Nonostante il presidente Sebastiani abbia pluriconfermato la fiducia al tecnico Massimo Oddo, annunciando addirittura una conferma anche in caso di retrocessione, la situazione nella città abruzzese è sempre più tesa. Una difesa falcidiata dagli infortuni e presidiata da un portiere (Bizzarri) più volte oggettivamente colpevole è stata la prima a finire sul banco degli imputati, ma nonostante l'incontestabile buona volontà, Oddo non è riuscito a trasmettere le sue idee ai suoi ragazzi, sempre più spesso travolti da goleade tanto in casa quanto in trasferta. E la tifoseria organizzata non manca di far sentire il proprio disappunto. Un disappunto covato per mesi, sopportato ma esploso nel peggiore dei modi nelle ultime due settimane.
Prima del recupero casalingo contro la Fiorentina i Pescara Rangers, organizzazione che rappresenta la Curva Nord dello Stadio Adriatico, ha diramato un pesantissimo comunicato sparando a zero contro tutti i livelli della società, dal presidente alla dirigenza, all'allenatore, fino agli stessi giocatori, a cui è stato intimato di non vestire più la classica maglia a righe verticali ("non sono degni. Piuttosto fateli scendere in campo sempre con la divisa gialla [da trasferta,ndr]"). Al di là dei discutibili toni usati da determinati tifosi, come spesso succede convinti di essere gli unici depositari della vera fede calcistica, gravati sulle spalle di un gruppo già ai limiti della depressione, la situazione sembrava ancora sotto controllo.
In dieci giorni, però, è arrivato il vero tracollo: già al settantacinquesimo minuto della sfida contro la Lazio (storica rivale pescarese, soprattutto nel mondo ultras), la parte superiore della Curva Nord si è svuotata in segno di protesta, con i propri beniamini (espressione quantomai ossimorica rispetto alla realtà) sconfitti 2-6. Cinque giorni fa, invece, gli stessi individui, ancora non identificati, sono passati alla violenza materiale, incendiando due auto parcheggiate nella villa di Sebastiani. Il presidente, oltre a sottolineare la gravità dell'accaduto, non ha potuto che ammettere l'esistenza di un ambiente insostenibile attorno a lui ed alla squadra, annunciando una prossima vendita della società, e invitando tuttavia i tifosi a non "infangare il buon nome di Pescara che abbiamo contribuito a ricostruire dopo annate buie".
Oggi, nella trasferta di Torino, è arrivata un'altra batosta, con annessa protesta: già dall'inizio del secondo tempo, con la formazione di Oddo sotto 3-0 (5-3 il finale) i tifosi hanno staccato gli striscioni, ripiegato le bandiere ed abbandonato quasi completamente (14 i "superstiti") il settore ospiti dello Stadio Grande Torino.

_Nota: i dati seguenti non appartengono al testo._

//! Per-language render context.
//!
//! One [`RenderContext`] is constructed per language pass and discarded when
//! that language's pages are written. It carries the only mutable state
//! rendering needs:
//!
//! - a monotonically increasing uid counter for carousel DOM ids,
//! - the cross-reference link table (entry/category key → output path + name),
//! - idempotency caches for copied images and knapping rasters,
//! - the diagnostics sink.
//!
//! ## Diagnostics as values
//!
//! Renderer-level code never returns errors — bad input degrades to literal or
//! placeholder output. What it does instead is record a [`Diagnostic`] here
//! (mirrored to `tracing` for the operator), so tests can assert on warning
//! counts directly and the CLI can print a final tally. A run that completes
//! with a non-zero count is a successful-but-incomplete build, not a failure.

use crate::config::SiteConfig;
use std::collections::{BTreeMap, HashMap};
use std::path::PathBuf;

/// Severity of a recorded diagnostic.
#[derive(Debug, Clone, Copy, PartialEq, Eq)]
pub enum Severity {
    Warning,
    Error,
}

/// One degrade-and-continue event recorded during rendering.
#[derive(Debug, Clone)]
pub struct Diagnostic {
    pub severity: Severity,
    pub message: String,
}

/// Resolved target of an internal cross-reference.
#[derive(Debug, Clone)]
pub struct LinkTarget {
    /// Output path relative to the language root, without `.html`
    /// (e.g. `stone_age/knapping` or `stone_age/index`).
    pub path: String,
    /// Display name, used as link text when the markup gives none.
    pub name: String,
}

/// Mutable state threaded through every render call of one language pass.
#[derive(Debug)]
pub struct RenderContext {
    pub config: SiteConfig,
    /// Cross-reference lookup: entry/category keys → resolved targets.
    pub links: BTreeMap<String, LinkTarget>,
    /// Mod asset root (`<assets>/<namespace>/...` holds textures).
    pub assets_dir: PathBuf,
    /// Mod data root (`<data>/<namespace>/recipes/...` holds recipe JSON).
    pub data_dir: PathBuf,
    /// Shared output image directory (`<out>/_images`), common to all passes.
    pub images_dir: PathBuf,

    /// Page currently being rendered, relative to the language root, without
    /// `.html`. Drives relative-href computation.
    current_page: String,
    next_uid: u32,
    /// Logical image id → filename under `_images/`. One copy per id per pass.
    copied_images: HashMap<String, String>,
    /// Knapping content hash → filename under `_images/`. One encode per
    /// distinct grid content per pass.
    knapping_rasters: HashMap<String, String>,
    pub diagnostics: Vec<Diagnostic>,
}

impl RenderContext {
    pub fn new(
        config: SiteConfig,
        assets_dir: PathBuf,
        data_dir: PathBuf,
        images_dir: PathBuf,
    ) -> Self {
        Self {
            config,
            links: BTreeMap::new(),
            assets_dir,
            data_dir,
            images_dir,
            current_page: "index".to_string(),
            next_uid: 0,
            copied_images: HashMap::new(),
            knapping_rasters: HashMap::new(),
            diagnostics: Vec::new(),
        }
    }

    /// Register a link target under a key. First registration wins so that
    /// traversal order keeps resolution deterministic.
    pub fn register_link(&mut self, key: &str, target: LinkTarget) {
        self.links.entry(key.to_string()).or_insert(target);
    }

    pub fn resolve_link(&self, key: &str) -> Option<&LinkTarget> {
        self.links.get(key)
    }

    /// Set the page whose fragments are being rendered (language-root
    /// relative, no extension). Resets nothing else; uid and caches span the
    /// whole pass.
    pub fn set_current_page(&mut self, page: &str) {
        self.current_page = page.to_string();
    }

    /// Next unique DOM id for this pass.
    pub fn next_id(&mut self) -> String {
        let uid = self.next_uid;
        self.next_uid += 1;
        format!("gb-{uid}")
    }

    /// Relative href from the current page to another page in this language.
    pub fn href_to(&self, target: &str) -> String {
        format!("{}{}.html", self.climb_prefix(0), target)
    }

    /// Relative href from the current page to a file under the shared
    /// `_images/` directory at the output root (one level above the language
    /// directory).
    pub fn href_to_image(&self, filename: &str) -> String {
        format!("{}_images/{}", self.climb_prefix(1), filename)
    }

    /// `../` repeated to climb out of the current page's directory, plus
    /// `extra` additional levels.
    fn climb_prefix(&self, extra: usize) -> String {
        let depth = self.current_page.matches('/').count() + extra;
        "../".repeat(depth)
    }

    pub fn warn(&mut self, message: impl Into<String>) {
        let message = message.into();
        tracing::warn!("{message}");
        self.diagnostics.push(Diagnostic {
            severity: Severity::Warning,
            message,
        });
    }

    pub fn error(&mut self, message: impl Into<String>) {
        let message = message.into();
        tracing::error!("{message}");
        self.diagnostics.push(Diagnostic {
            severity: Severity::Error,
            message,
        });
    }

    pub fn warning_count(&self) -> usize {
        self.diagnostics
            .iter()
            .filter(|d| d.severity == Severity::Warning)
            .count()
    }

    pub fn error_count(&self) -> usize {
        self.diagnostics
            .iter()
            .filter(|d| d.severity == Severity::Error)
            .count()
    }

    /// Look up a previously copied image by logical id.
    pub fn cached_image(&self, logical_id: &str) -> Option<&str> {
        self.copied_images.get(logical_id).map(String::as_str)
    }

    pub fn record_image(&mut self, logical_id: &str, filename: String) {
        self.copied_images.insert(logical_id.to_string(), filename);
    }

    /// Look up a previously rendered knapping raster by content hash.
    pub fn cached_raster(&self, content_key: &str) -> Option<&str> {
        self.knapping_rasters.get(content_key).map(String::as_str)
    }

    pub fn record_raster(&mut self, content_key: &str, filename: String) {
        self.knapping_rasters
            .insert(content_key.to_string(), filename);
    }
}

La società abruzzese è in silenzio stampa, ha revocato tutti i permessi ai suoi tesserati ed ha lasciato ai microfoni solo le dichiarazioni del DS Leone, il quale si è pubblicamente scusato coi tifosi ed ha invitato tutti a prendersi le proprie responsabilità, lasciando intendere una posizione traballante per Massimo Oddo.

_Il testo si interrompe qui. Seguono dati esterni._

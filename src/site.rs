//! Site assembly.
//!
//! Walks the book tree, builds the document model, and writes the HTML site.
//! One pass per configured language:
//!
//! ```text
//! book/<lang>/categories/**.json  ─┐
//! book/<lang>/entries/**.json     ─┴─> Book ─> link table ─> rendered pages
//! ```
//!
//! Output layout mirrors the model:
//!
//! ```text
//! out/
//! ├── index.html                  # redirect to the first language
//! ├── _images/                    # shared across languages
//! └── en_us/
//!     ├── index.html              # category cards
//!     └── stone_age/
//!         ├── index.html          # category page
//!         └── knapping.html       # entry page
//! ```
//!
//! Error handling is file-granular: a malformed category/entry file or a
//! failed page write is recorded and skipped, and the rest of the batch
//! continues. Only output-directory creation is fatal.
//!
//! ## HTML Generation
//!
//! Uses [maud](https://maud.lambda.xyz/) for compile-time HTML templating.
//! Page *chrome* (head, nav tree, breadcrumbs, language switcher, footer) is
//! typed maud markup; page *bodies* are the fragment buffers accumulated by
//! the dispatcher, already escaped at the formatter seams.

use crate::config::SiteConfig;
use crate::context::{LinkTarget, RenderContext};
use crate::markup;
use crate::model::{Book, Category, Entry, ModelError};
use crate::render::render_page;
use maud::{html, Markup, PreEscaped, DOCTYPE};
use std::fs;
use std::path::{Path, PathBuf};
use thiserror::Error;
use walkdir::WalkDir;

const CSS: &str = include_str!("../static/style.css");

#[derive(Error, Debug)]
pub enum SiteError {
    #[error("IO error at {path}: {source}")]
    Io {
        path: String,
        source: std::io::Error,
    },
    #[error("no languages configured")]
    NoLanguages,
}
//! Experiment settings, read from `REGNN_*` environment variables on top of the defaults.

use regnn::error::{Error, Result};
use regnn::trainer::TrainConfig;
use std::collections::HashMap;
use std::env;
use std::path::PathBuf;
use std::str::FromStr;

pub const DEFAULT_DATA_PATH: &str = "regnn-examples/data/california_housing.csv";
pub const DEFAULT_TRAIN_FRACTION: f64 = 0.7;
pub const DEFAULT_SEED: u64 = 0x5eed;

const VAR_DATA: &str = "REGNN_DATA";
const VAR_EPOCHS: &str = "REGNN_EPOCHS";
const VAR_BATCH_SIZE: &str = "REGNN_BATCH_SIZE";
const VAR_LEARNING_RATE: &str = "REGNN_LEARNING_RATE";
const VAR_TRAIN_FRACTION: &str = "REGNN_TRAIN_FRACTION";
const VAR_SEED: &str = "REGNN_SEED";
const VAR_HISTORY: &str = "REGNN_HISTORY";

#[derive(Clone, Debug, PartialEq)]
pub struct ExperimentConfig {
    pub train: TrainConfig,
    /// share of the rows used for training, the rest is held out
    pub train_fraction: f64,
    /// seeds both the split and the weight initialization
    pub seed: u64,
    pub data_path: PathBuf,
    /// where to write the per-epoch error history, if anywhere
    pub history_path: Option<PathBuf>,
}

impl Default for ExperimentConfig {
    fn default() -> Self {
        ExperimentConfig {
            train: TrainConfig::default(),
            train_fraction: DEFAULT_TRAIN_FRACTION,
            seed: DEFAULT_SEED,
            data_path: PathBuf::from(DEFAULT_DATA_PATH),
            history_path: None,
        }
    }
}

impl ExperimentConfig {
    pub fn from_env() -> Result<Self> {
        Self::from_vars(env::vars().filter(|(key, _)| key.starts_with("REGNN_")))
    }

    /// Builds a config from `(name, value)` pairs, unknown names are ignored.
    pub fn from_vars<I, K, V>(vars: I) -> Result<Self>
    where
        I: IntoIterator<Item = (K, V)>,
        K: Into<String>,
        V: Into<String>,
    {
        let vars: HashMap<String, String> = vars.into_iter().map(|(k, v)| (k.into(), v.into())).collect();
        let mut config = ExperimentConfig::default();

        if let Some(path) = vars.get(VAR_DATA) {
            config.data_path = PathBuf::from(path);
        }
        if let Some(path) = vars.get(VAR_HISTORY) {
            config.history_path = Some(PathBuf::from(path));
        }
        parse_into(&vars, VAR_EPOCHS, &mut config.train.epochs)?;
        parse_into(&vars, VAR_BATCH_SIZE, &mut config.train.batch_size)?;
        parse_into(&vars, VAR_LEARNING_RATE, &mut config.train.learning_rate)?;
        parse_into(&vars, VAR_TRAIN_FRACTION, &mut config.train_fraction)?;
        if let Some(seed) = vars.get(VAR_SEED) {
            config.seed = parse_seed(seed)?;
        }

        if !(config.train_fraction > 0.0 && config.train_fraction < 1.0) {
            return Err(Error::invalid_config(format!(
                "{VAR_TRAIN_FRACTION} must be in (0, 1), got {}",
                config.train_fraction
            )));
        }
        Ok(config)
    }
}

fn parse_into<T: FromStr>(vars: &HashMap<String, String>, key: &str, target: &mut T) -> Result<()> {
    if let Some(raw) = vars.get(key) {
        *target = raw
            .trim()
            .parse()
            .map_err(|_| Error::invalid_config(format!("{key} has an invalid value {raw:?}")))?;
    }
    Ok(())
}

// accepts decimal or 0x prefixed hex
fn parse_seed(raw: &str) -> Result<u64> {
    let raw = raw.trim();
    let parsed = match raw.strip_prefix("0x").or_else(|| raw.strip_prefix("0X")) {
        Some(hex) => u64::from_str_radix(hex, 16),
        None => raw.parse(),
    };
    parsed.map_err(|_| Error::invalid_config(format!("{VAR_SEED} has an invalid value {raw:?}")))
}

L'ex-campione del mondo 2006 non è riuscito a trattenere le lacrime già sul campo, davanti alla batosta subita dai suoi, e rischia di aver terminato il tempo a sua disposizione in quella che è la sua città natale. L'impegno non è mai mancato, ma la sensazione è che, a prescindere dalla retrocessione, la frattura tra squadra ed ambiente esterno sia davvero insanabile. La testa di Oddo rischia di cadere, ma probabilmente non sarà l'unica.